森谷真理&大西宇宙『Viva Verdi ! Ⅲ 後期』(6/9 トッパンホール)を聴く

【アンコール曲】
大西宇宙(バリトン):『オテッロ』第1幕「乾杯の歌〈さあ乾杯だ〉」(イアーゴ)
森谷真理(ソプラノ):シャルパンティエ『ルイーズ』第3幕「その日から」(ルイーズ)

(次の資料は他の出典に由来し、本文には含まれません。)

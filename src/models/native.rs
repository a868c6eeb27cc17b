//! JSON-encoded model artifacts evaluated in-process.
//!
//! Covers the two model families the training notebook fits: an ordinary
//! least squares regressor for GPA and a decision tree classifier for the
//! grade class.

use crate::error::{ArtifactError, ModelError};
use crate::models::inference::{ModelHandle, ModelOutput};
use crate::types::Target;
use serde::{Deserialize, Serialize};

/// Serialized form of a native model file
#[derive(Debug, Clone, Serialize, Deserialize)]
#[serde(tag = "kind", rename_all = "snake_case")]
pub enum NativeModelSpec {
    LinearRegression {
        coefficients: Vec<f64>,
        intercept: f64,
    },
    DecisionTree {
        n_features: usize,
        nodes: Vec<TreeNode>,
    },
}

impl NativeModelSpec {
    pub fn kind(&self) -> &'static str {
        match self {
            NativeModelSpec::LinearRegression { .. } => "linear_regression",
            NativeModelSpec::DecisionTree { .. } => "decision_tree",
        }
    }

    /// Regressors serve GPA, classifiers serve the grade class.
    pub fn check_target(&self, target: Target) -> Result<(), ArtifactError> {
        match (self, target) {
            (NativeModelSpec::LinearRegression { .. }, Target::Gpa)
            | (NativeModelSpec::DecisionTree { .. }, Target::GradeClass) => Ok(()),
            _ => Err(ArtifactError::ModelKindMismatch {
                kind: self.kind(),
                target,
            }),
        }
    }

    /// Verify the artifact and build a callable handle.
    pub fn build(self, name: &str) -> Result<Box<dyn ModelHandle>, ArtifactError> {
        match self {
            NativeModelSpec::LinearRegression {
                coefficients,
                intercept,
            } => Ok(Box::new(LinearModel::new(name, coefficients, intercept)?)),
            NativeModelSpec::DecisionTree { n_features, nodes } => {
                Ok(Box::new(DecisionTree::new(name, n_features, nodes)?))
            }
        }
    }
}

/// `y = intercept + Σ coefficients[i] * x[i]`
#[derive(Debug, Clone)]
pub struct LinearModel {
    name: String,
    coefficients: Vec<f64>,
    intercept: f64,
}

impl LinearModel {
    pub fn new(name: &str, coefficients: Vec<f64>, intercept: f64) -> Result<Self, ArtifactError> {
        if coefficients.is_empty() {
            return Err(ArtifactError::InvalidLinearModel(
                "no coefficients".to_string(),
            ));
        }
        if !intercept.is_finite() || coefficients.iter().any(|c| !c.is_finite()) {
            return Err(ArtifactError::InvalidLinearModel(
                "non-finite parameters".to_string(),
            ));
        }

        Ok(Self {
            name: name.to_string(),
            coefficients,
            intercept,
        })
    }
}

impl ModelHandle for LinearModel {
    fn name(&self) -> &str {
        &self.name
    }

    fn input_width(&self) -> Option<usize> {
        Some(self.coefficients.len())
    }

    fn infer(&self, features: &[f64]) -> Result<ModelOutput, ModelError> {
        if features.len() != self.coefficients.len() {
            return Err(ModelError::WidthMismatch {
                expected: self.coefficients.len(),
                actual: features.len(),
            });
        }

        let y = self
            .coefficients
            .iter()
            .zip(features)
            .fold(self.intercept, |acc, (c, x)| acc + c * x);
        Ok(ModelOutput::Value(y))
    }
}

/// One node of a flattened decision tree
#[derive(Debug, Clone, PartialEq, Serialize, Deserialize)]
#[serde(untagged)]
pub enum TreeNode {
    /// Go to `left` when `x[feature] <= threshold`, else `right`
    Split {
        feature: usize,
        threshold: f64,
        left: usize,
        right: usize,
    },
    Leaf { label: i64 },
}

/// Decision tree classifier stored as a node array rooted at index 0.
#[derive(Debug, Clone)]
pub struct DecisionTree {
    name: String,
    n_features: usize,
    nodes: Vec<TreeNode>,
}

impl DecisionTree {
    /// Children must point strictly forward, so traversal always ends at
    /// a leaf in at most `nodes.len()` steps.
    pub fn new(name: &str, n_features: usize, nodes: Vec<TreeNode>) -> Result<Self, ArtifactError> {
        if nodes.is_empty() {
            return Err(ArtifactError::InvalidTree("tree has no nodes".to_string()));
        }

        for (i, node) in nodes.iter().enumerate() {
            if let TreeNode::Split {
                feature,
                threshold,
                left,
                right,
            } = *node
            {
                if feature >= n_features {
                    return Err(ArtifactError::InvalidTree(format!(
                        "node {i} splits on feature {feature} but the tree has {n_features} features"
                    )));
                }
                if !threshold.is_finite() {
                    return Err(ArtifactError::InvalidTree(format!(
                        "node {i} has a non-finite threshold"
                    )));
                }
                for child in [left, right] {
                    if child <= i || child >= nodes.len() {
                        return Err(ArtifactError::InvalidTree(format!(
                            "node {i} has invalid child index {child}"
                        )));
                    }
                }
            }
        }

        Ok(Self {
            name: name.to_string(),
            n_features,
            nodes,
        })
    }

}

impl ModelHandle for DecisionTree {
    fn name(&self) -> &str {
        &self.name
    }

    fn input_width(&self) -> Option<usize> {
        Some(self.n_features)
    }

    fn infer(&self, features: &[f64]) -> Result<ModelOutput, ModelError> {
        if features.len() != self.n_features {
            return Err(ModelError::WidthMismatch {
                expected: self.n_features,
                actual: features.len(),
            });
        }

        let mut index = 0;
        loop {
            match self.nodes[index] {
                TreeNode::Leaf { label } => return Ok(ModelOutput::Label(label)),
                TreeNode::Split {
                    feature,
                    threshold,
                    left,
                    right,
                } => {
                    index = if features[feature] <= threshold { left } else { right };
                }
            }
        }
    }
}
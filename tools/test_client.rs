//! Test Prediction Client
//!
//! Sends generated student records to the prediction service over NATS
//! request/reply and logs each reply.

use rand::Rng;
use serde_json::{json, Map, Value};
use std::time::Duration;
use tracing::{info, warn};

/// Kind of record to send
#[derive(Debug, Clone, Copy)]
enum RecordKind {
    Valid,
    Labelled,
    MissingField,
    OutOfDomain,
}

/// Student record generator for testing
struct RecordGenerator {
    rng: rand::rngs::ThreadRng,
}

impl RecordGenerator {
    fn new() -> Self {
        Self {
            rng: rand::thread_rng(),
        }
    }

    /// Generate a random record with numeric codes
    fn generate_valid(&mut self) -> Map<String, Value> {
        let record = json!({
            "Age": self.rng.gen_range(15..=18),
            "Gender": self.rng.gen_range(0..=1),
            "Ethnicity": self.rng.gen_range(0..=3),
            "ParentalEducation": self.rng.gen_range(0..=4),
            "StudyTimeWeekly": (self.rng.gen_range(0.0..20.0_f64) * 100.0).round() / 100.0,
            "Absences": self.rng.gen_range(0..=29),
            "Tutoring": self.rng.gen_range(0..=1),
            "ParentalSupport": self.rng.gen_range(0..=4),
            "Extracurricular": self.rng.gen_range(0..=1),
            "Sports": self.rng.gen_range(0..=1),
            "Music": self.rng.gen_range(0..=1),
            "Volunteering": self.rng.gen_range(0..=1),
        });
        match record {
            Value::Object(map) => map,
            _ => unreachable!("json! object literal"),
        }
    }

    /// Generate a record using category labels and numeric strings
    fn generate_labelled(&mut self) -> Map<String, Value> {
        let mut record = self.generate_valid();
        record.insert(
            "Gender".into(),
            json!(self.random_choice(&["Male", "Female"])),
        );
        record.insert(
            "ParentalSupport".into(),
            json!(self.random_choice(&["None", "Low", "Moderate", "High", "Very High"])),
        );
        record.insert(
            "StudyTimeWeekly".into(),
            json!(format!("{:.1}", self.rng.gen_range(0.0..20.0_f64))),
        );
        record
    }

    fn generate(&mut self, kind: RecordKind) -> Map<String, Value> {
        match kind {
            RecordKind::Valid => self.generate_valid(),
            RecordKind::Labelled => self.generate_labelled(),
            RecordKind::MissingField => {
                let mut record = self.generate_valid();
                record.remove("Absences");
                record
            }
            RecordKind::OutOfDomain => {
                let mut record = self.generate_valid();
                record.insert("Gender".into(), json!(2));
                record
            }
        }
    }

    fn random_kind(&mut self, invalid_rate: f64) -> RecordKind {
        if self.rng.gen_bool(invalid_rate) {
            if self.rng.gen_bool(0.5) {
                RecordKind::MissingField
            } else {
                RecordKind::OutOfDomain
            }
        } else if self.rng.gen_bool(0.3) {
            RecordKind::Labelled
        } else {
            RecordKind::Valid
        }
    }

    fn random_choice<'a>(&mut self, choices: &[&'a str]) -> &'a str {
        choices[self.rng.gen_range(0..choices.len())]
    }
}

#[tokio::main]
async fn main() -> anyhow::Result<()> {
    // Initialize logging
    tracing_subscriber::fmt()
        .with_env_filter(
            tracing_subscriber::EnvFilter::from_default_env()
                .add_directive("test_client=info".parse()?),
        )
        .init();

    info!("Starting Test Prediction Client");

    // Parse arguments
    let args: Vec<String> = std::env::args().collect();
    let nats_url = args.get(1).map(|s| s.as_str()).unwrap_or("nats://localhost:4222");
    let count: u64 = args.get(2).and_then(|s| s.parse().ok()).unwrap_or(20);
    let invalid_rate: f64 = args.get(3).and_then(|s| s.parse().ok()).unwrap_or(0.2);
    let delay_ms: u64 = args.get(4).and_then(|s| s.parse().ok()).unwrap_or(100);

    info!(
        nats_url = %nats_url,
        count = count,
        invalid_rate = invalid_rate,
        delay_ms = delay_ms,
        "Configuration loaded"
    );

    // Connect to NATS
    let client = match async_nats::connect(nats_url).await {
        Ok(c) => {
            info!("Connected to NATS");
            c
        }
        Err(e) => {
            warn!(error = %e, "Failed to connect to NATS. Running in dry-run mode.");
            return run_dry_mode(count, invalid_rate);
        }
    };

    let health = client.request("predict.health", "".into()).await?;
    info!("Health: {}", String::from_utf8_lossy(&health.payload));

    let mut generator = RecordGenerator::new();
    let mut failures = 0;

    for i in 0..count {
        let kind = generator.random_kind(invalid_rate);
        let record = generator.generate(kind);
        let payload = serde_json::to_vec(&record)?;

        let subject = if i % 2 == 0 {
            "predict.gpa"
        } else {
            "predict.gradeclass"
        };

        match client.request(subject, payload.into()).await {
            Ok(reply) => {
                info!(
                    subject,
                    kind = ?kind,
                    reply = %String::from_utf8_lossy(&reply.payload),
                    "Reply received"
                );
            }
            Err(e) => {
                failures += 1;
                warn!(subject, error = %e, "Request failed");
            }
        }

        tokio::time::sleep(Duration::from_millis(delay_ms)).await;
    }

    info!("Completed! Sent {} requests ({} transport failures)", count, failures);

    Ok(())
}

fn run_dry_mode(count: u64, invalid_rate: f64) -> anyhow::Result<()> {
    info!("Running in dry-run mode (no NATS connection)");

    let mut generator = RecordGenerator::new();

    for i in 0..count {
        let kind = generator.random_kind(invalid_rate);
        let record = generator.generate(kind);
        info!(
            "Sample record {} ({:?}):\n{}",
            i + 1,
            kind,
            serde_json::to_string_pretty(&record)?
        );
    }

    Ok(())
}
//! Dispatch of scaled feature vectors to the GPA or grade class model

use crate::error::{ModelError, PredictionError};
use crate::models::inference::{ModelHandle, ModelOutput};
use crate::schema::FeatureVector;
use crate::types::{GradeClass, PredictionResult, Target};
use tracing::{debug, error};

/// Holds both fitted models and shapes their raw output into typed results.
pub struct PredictionRouter {
    gpa_model: Box<dyn ModelHandle>,
    grade_class_model: Box<dyn ModelHandle>,
}

impl PredictionRouter {
    pub fn new(gpa_model: Box<dyn ModelHandle>, grade_class_model: Box<dyn ModelHandle>) -> Self {
        Self {
            gpa_model,
            grade_class_model,
        }
    }

    /// Names of the loaded models, GPA first
    pub fn model_names(&self) -> [&str; 2] {
        [self.gpa_model.name(), self.grade_class_model.name()]
    }

    /// Run exactly one model for `target`.
    ///
    /// GPA values are returned as produced; the router enforces no range.
    pub fn predict(
        &self,
        vector: &FeatureVector,
        target: Target,
    ) -> Result<PredictionResult, PredictionError> {
        let model = match target {
            Target::Gpa => self.gpa_model.as_ref(),
            Target::GradeClass => self.grade_class_model.as_ref(),
        };

        let output = invoke(model, vector)?;
        debug!(model = model.name(), target = %target, output = %output, "Model invoked");

        let corrupt = || {
            error!(model = model.name(), output = %output, "Model produced an unexpected output");
            PredictionError::CorruptModel {
                model: model.name().to_string(),
                output: output.to_string(),
            }
        };

        match target {
            Target::Gpa => match output {
                ModelOutput::Value(gpa) if gpa.is_finite() => Ok(PredictionResult::Gpa(gpa)),
                ModelOutput::Value(_) | ModelOutput::Label(_) => Err(corrupt()),
            },
            Target::GradeClass => {
                let code = match output {
                    ModelOutput::Label(label) => Some(label),
                    ModelOutput::Value(v) if v.is_finite() && v.fract() == 0.0 => Some(v as i64),
                    ModelOutput::Value(_) => None,
                };
                code.and_then(GradeClass::from_code)
                    .map(PredictionResult::GradeClass)
                    .ok_or_else(corrupt)
            }
        }
    }
}

fn invoke(model: &dyn ModelHandle, vector: &FeatureVector) -> Result<ModelOutput, PredictionError> {
    if let Some(expected) = model.input_width() {
        if expected != vector.len() {
            return Err(PredictionError::ModelInputMismatch {
                expected,
                actual: vector.len(),
            });
        }
    }

    model.infer(vector.as_slice()).map_err(|e| match e {
        ModelError::WidthMismatch { expected, actual } => {
            PredictionError::ModelInputMismatch { expected, actual }
        }
        ModelError::Backend(message) => PredictionError::ModelFailure {
            model: model.name().to_string(),
            message,
        },
    })
}

#[cfg(test)]
mod tests {
    use super::*;
    use crate::models::inference::testing::{FailingModel, FixedModel};
    use crate::schema::FEATURE_COUNT;

    fn vector() -> FeatureVector {
        FeatureVector::new([0.0; FEATURE_COUNT])
    }

    fn build_router(gpa: ModelOutput, grade: ModelOutput) -> PredictionRouter {
        PredictionRouter::new(
            Box::new(FixedModel::new(gpa)),
            Box::new(FixedModel::new(grade)),
        )
    }

    #[test]
    fn test_routes_by_target() {
        let router = build_router(ModelOutput::Value(3.2), ModelOutput::Label(1));

        assert_eq!(
            router.predict(&vector(), Target::Gpa).unwrap(),
            PredictionResult::Gpa(3.2)
        );
        assert_eq!(
            router.predict(&vector(), Target::GradeClass).unwrap(),
            PredictionResult::GradeClass(GradeClass::B)
        );
    }

    #[test]
    fn test_gpa_is_not_clamped() {
        let router = build_router(ModelOutput::Value(-0.4), ModelOutput::Label(0));
        assert_eq!(
            router.predict(&vector(), Target::Gpa).unwrap(),
            PredictionResult::Gpa(-0.4)
        );

        let router = build_router(ModelOutput::Value(f64::NAN), ModelOutput::Label(0));
        assert!(matches!(
            router.predict(&vector(), Target::Gpa),
            Err(PredictionError::CorruptModel { .. })
        ));
    }

    #[test]
    fn test_class_label_on_gpa_path_is_corrupt() {
        let router = build_router(ModelOutput::Label(2), ModelOutput::Label(2));
        assert_eq!(
            router.predict(&vector(), Target::Gpa),
            Err(PredictionError::CorruptModel {
                model: "fixed".to_string(),
                output: ModelOutput::Label(2).to_string(),
            })
        );
    }

    #[test]
    fn test_grade_class_label_set() {
        for code in 0..5 {
            let router = build_router(ModelOutput::Value(0.0), ModelOutput::Label(code));
            let result = router.predict(&vector(), Target::GradeClass).unwrap();
            assert_eq!(
                result,
                PredictionResult::GradeClass(GradeClass::from_code(code).unwrap())
            );
        }

        let router = build_router(ModelOutput::Value(0.0), ModelOutput::Value(4.0));
        assert_eq!(
            router.predict(&vector(), Target::GradeClass).unwrap(),
            PredictionResult::GradeClass(GradeClass::F)
        );

        for bad in [ModelOutput::Label(5), ModelOutput::Label(-1), ModelOutput::Value(2.5)] {
            let router = build_router(ModelOutput::Value(0.0), bad);
            assert_eq!(
                router.predict(&vector(), Target::GradeClass),
                Err(PredictionError::CorruptModel {
                    model: "fixed".to_string(),
                    output: bad.to_string(),
                })
            );
        }
    }

    #[test]
    fn test_input_width_mismatch() {
        let mut narrow = FixedModel::new(ModelOutput::Value(1.0));
        narrow.width = Some(10);
        let router = PredictionRouter::new(
            Box::new(narrow),
            Box::new(FixedModel::new(ModelOutput::Label(0))),
        );

        assert_eq!(
            router.predict(&vector(), Target::Gpa),
            Err(PredictionError::ModelInputMismatch {
                expected: 10,
                actual: FEATURE_COUNT
            })
        );
        // The other model is unaffected
        assert!(router.predict(&vector(), Target::GradeClass).is_ok());
    }

    #[test]
    fn test_backend_failure_is_surfaced() {
        let router = PredictionRouter::new(
            Box::new(FailingModel),
            Box::new(FixedModel::new(ModelOutput::Label(0))),
        );

        assert_eq!(
            router.predict(&vector(), Target::Gpa),
            Err(PredictionError::ModelFailure {
                model: "failing".to_string(),
                message: "session run failed".to_string(),
            })
        );
        assert_eq!(router.model_names(), ["failing", "fixed"]);
    }
}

 ジュゼッペ・ヴェルディの初期オペラ作品中のアリアを森谷真理が歌う『Viva Verdi ! 』を初回(2018年)として、バリトンの大西宇宙(たかおき)が加わって、中期の傑作作品を歌う『Viva Verdi ! Ⅱ 中期』が2022年に催され、そして後期傑作選の『Viva Verdi ! Ⅲ 後期』が最終回として実現した。この企画を聴くのは今回が初めて。森谷真理と大西宇宙のアリア名曲を揃えたが、『アイーダ』第3幕の「ああ、お父様!」、アイーダ(ソプラノ)と(実はエチオピア王の)アモナズロ(バリトン)のデュエット1曲もあり、愉しい。
 オペラ鑑賞の個人的分類ではこちらは、たしかな耳をもつ音楽派ではなく文学・演劇派なので、ドラマ展開の流れや文脈性がないと、どうもアリア一つにすぐには没入できないところがある。歌詞の日本語訳字幕が映し出されないのも通常のオペラ公演とは違う。プログラムに、各アリア前後の状況かつ聴きどころについて解説が記載されてあるのだが、会場のトッパンホール初めてのため、(東西線飯田橋駅からけっこう遠く)たどり着くのに難儀し余裕がなくなっていたのだった。しかし、声の表現力のすばらしさは理解、感動してしまう。『運命の力』では、大西→森谷→大西の順番で、第3幕大西(ドン・カルロ)の「この中に私の運命がある」の前に、第4幕森谷(レオノーラ)の「神よ、平和を与えたまえ」が歌われる。圧倒された。
 プログラムの変更で後半最初となった、『オテッロ』。第2幕大西(イアーゴ)の「イアーゴのクレド(❉信条)〜無慈悲な神の命ずるままに」と、第4幕森谷(デスデモナ)の「泣きぬれて野のはてにひとり(柳の歌)〜アヴェ・マリア」は絶品。河原忠之のピアノに煽られた大西宇宙の「ヴェルディバリトン」の力も聴き惚れてしまうが、森谷真理のソプラノには身が震える。
……武将の若き妻デスデモナは、悪漢イアーゴの嘘を信じ込んだ夫が自分の貞操を疑っていると気付かぬまま、この長大な一場を切々と歌い上げる。ここでは、愛するオテッロの変わりように苦しみ、死を予感しつつ祈る彼女の哀しい心根を、森谷の鮮烈なフレージングと声音の繊細な色付けから聴きとって頂こう。絶唱にご期待あれ。(プログラム)
 唯一喜劇の『ファルスタッフ』の第2幕、大西(フォード)は軽快に、そして最後が、『ドン・カルロ』。大西(ロドリーゴ)と森谷(エリザベッタ)の声はいよいよ深まり終演。Bravo! Brava!  この秋は、東京文化会館大ホールで、ロッテ・デ・ベア演出、レオナルド・シーニ指揮の『ドン・カルロ』が上演される。10/14(土)のチケットを買ってある。これも愉しみになってきた。
 帰宅したのが夜遅く、晩御飯はファミマの冷凍マルゲリータをいただいた。なかなかの味。

                     どちらのチケットも予約してある。